Staff shortage impacting fieldwork to regulate pollution, admits official
Bharati Chaturvedi, founder and director of Chintan, said monitoring capacity should be increased in coal belts and other regions of the country to determine if they are as polluted as the capital.
Pollution control boards in India, including Delhi, are “hugely understaffed” and are unable to deal with complexities in their current framework, the head of environment research group Chintan said Saturday.
Bharati Chaturvedi, founder and director of Chintan, said monitoring capacity should be increased in coal belts and other regions of the country to determine if they are as polluted as the capital. “Delhi has a crown of disgrace on its head, because we say we are one of the most polluted cities in the world. But we don’t know that as we don’t have enough monitoring in other parts,” Chaturvedi said.
Sanjeev Khirwar, the Delhi environment secretary, confirmed the Delhi Pollution Control Committee (DPCC) has been facing staff shortage.
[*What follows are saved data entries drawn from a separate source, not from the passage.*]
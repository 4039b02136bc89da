//! Materialized ancestor paths.
//!
//! A category stores its ancestor chain (root first) and depth so reads never
//! walk the tree. Paths are computed from the parent's stored path at write
//! time; the plans below re-derive them for whole subtrees when a rename or
//! move must be propagated, or when stored paths have drifted.

use std::collections::{HashSet, VecDeque};

use backoffice_core::{Category, CategoryId, MaterializedPath};

use super::CategoryError;
use crate::db::{CategoryRepository, PathRewrite};

/// Computes materialized paths from the repository's current state.
pub struct AncestorPathMaintainer<'r, R> {
    repo: &'r R,
}

impl<'r, R: CategoryRepository> AncestorPathMaintainer<'r, R> {
    #[must_use]
    pub const fn new(repo: &'r R) -> Self {
        Self { repo }
    }

    /// Path of a node placed under `parent_id`.
    ///
    /// # Errors
    ///
    /// Returns `CategoryError::NotFound` if the parent does not exist.
    pub async fn resolve(
        &self,
        parent_id: Option<CategoryId>,
    ) -> Result<MaterializedPath, CategoryError> {
        let Some(parent_id) = parent_id else {
            return Ok(MaterializedPath::root());
        };

        let parent = self
            .repo
            .find_by_id(parent_id)
            .await?
            .ok_or_else(CategoryError::parent_not_found)?;

        Ok(MaterializedPath::below(&parent))
    }

    /// Rewrites that bring every descendant of `node` in line with `node`'s
    /// current path, name and slug.
    ///
    /// # Errors
    ///
    /// Returns `CategoryError::Repository` if children cannot be loaded.
    pub async fn descendant_rewrites(
        &self,
        node: &Category,
    ) -> Result<Vec<PathRewrite>, CategoryError> {
        let mut rewrites = Vec::new();
        self.plan_subtrees(vec![node.clone()], &mut rewrites).await?;
        Ok(rewrites)
    }

    /// Rewrites that repair every stale path reachable from the roots.
    ///
    /// # Errors
    ///
    /// Returns `CategoryError::Repository` if the tree cannot be loaded.
    pub async fn rebuild_rewrites(&self) -> Result<Vec<PathRewrite>, CategoryError> {
        let mut rewrites = Vec::new();
        let mut roots = self.repo.find_by_parent(None).await?;

        let root_path = MaterializedPath::root();
        for root in &mut roots {
            if root.path() != root_path {
                rewrites.push(rewrite(root.id, root_path.clone()));
                root.ancestors = Vec::new();
                root.level = 0;
            }
        }

        self.plan_subtrees(roots, &mut rewrites).await?;
        Ok(rewrites)
    }

    /// Breadth-first walk below `starts`, which must already carry correct paths.
    async fn plan_subtrees(
        &self,
        starts: Vec<Category>,
        rewrites: &mut Vec<PathRewrite>,
    ) -> Result<(), CategoryError> {
        let mut visited: HashSet<CategoryId> = starts.iter().map(|c| c.id).collect();
        let mut queue: VecDeque<Category> = starts.into();

        while let Some(parent) = queue.pop_front() {
            for mut child in self.repo.find_by_parent(Some(parent.id)).await? {
                if !visited.insert(child.id) {
                    continue;
                }

                let expected = MaterializedPath::below(&parent);
                if child.path() != expected {
                    rewrites.push(rewrite(child.id, expected.clone()));
                    child.ancestors = expected.ancestors;
                    child.level = expected.level;
                }
                queue.push_back(child);
            }
        }

        Ok(())
    }
}

fn rewrite(id: CategoryId, path: MaterializedPath) -> PathRewrite {
    PathRewrite {
        id,
        ancestors: path.ancestors,
        level: path.level,
    }
}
“These shortages have been there for years. We are trying to fill the vacancies. Having less staff affects the fieldwork being done to ensure the regulations are followed, and also impacts our studies,” he said.
Chaturvedi said: “Our pollution control boards don’t have the time or the capacity. The world is becoming more complex and our boards are unable to deal with it in the current framework.”
Delhi was ranked the world’s most polluted capital, as per a Greenpeace report this year. A World Health Organisation (WHO) report released in 2018 stated that 14 of the 20 most polluted cities in the world were in India.
Air quality data collected by the Central Pollution Control Board (CPCB) in Delhi at present is based on more than 30 monitoring stations on average, which is significantly higher than many other cities in the country.
Studies have linked air pollution to respiratory problems and shortened lifespan. A joint study by the Centre for Chest Surgery and the Lung Care Foundation between March 2012 and June 2018 found 50% of the 150 patients surveyed were non-smokers. “Nearly 1:1 ratio of non-smokers and smokers point towards environmental factors like air pollution as a major causative agent,” the study said.
Dr Harshvardhan Puri of the Lung Care Foundation said: “Politicians must pay heed even if the studies are from countries like the US or China, as our air quality is much poorer than theirs.”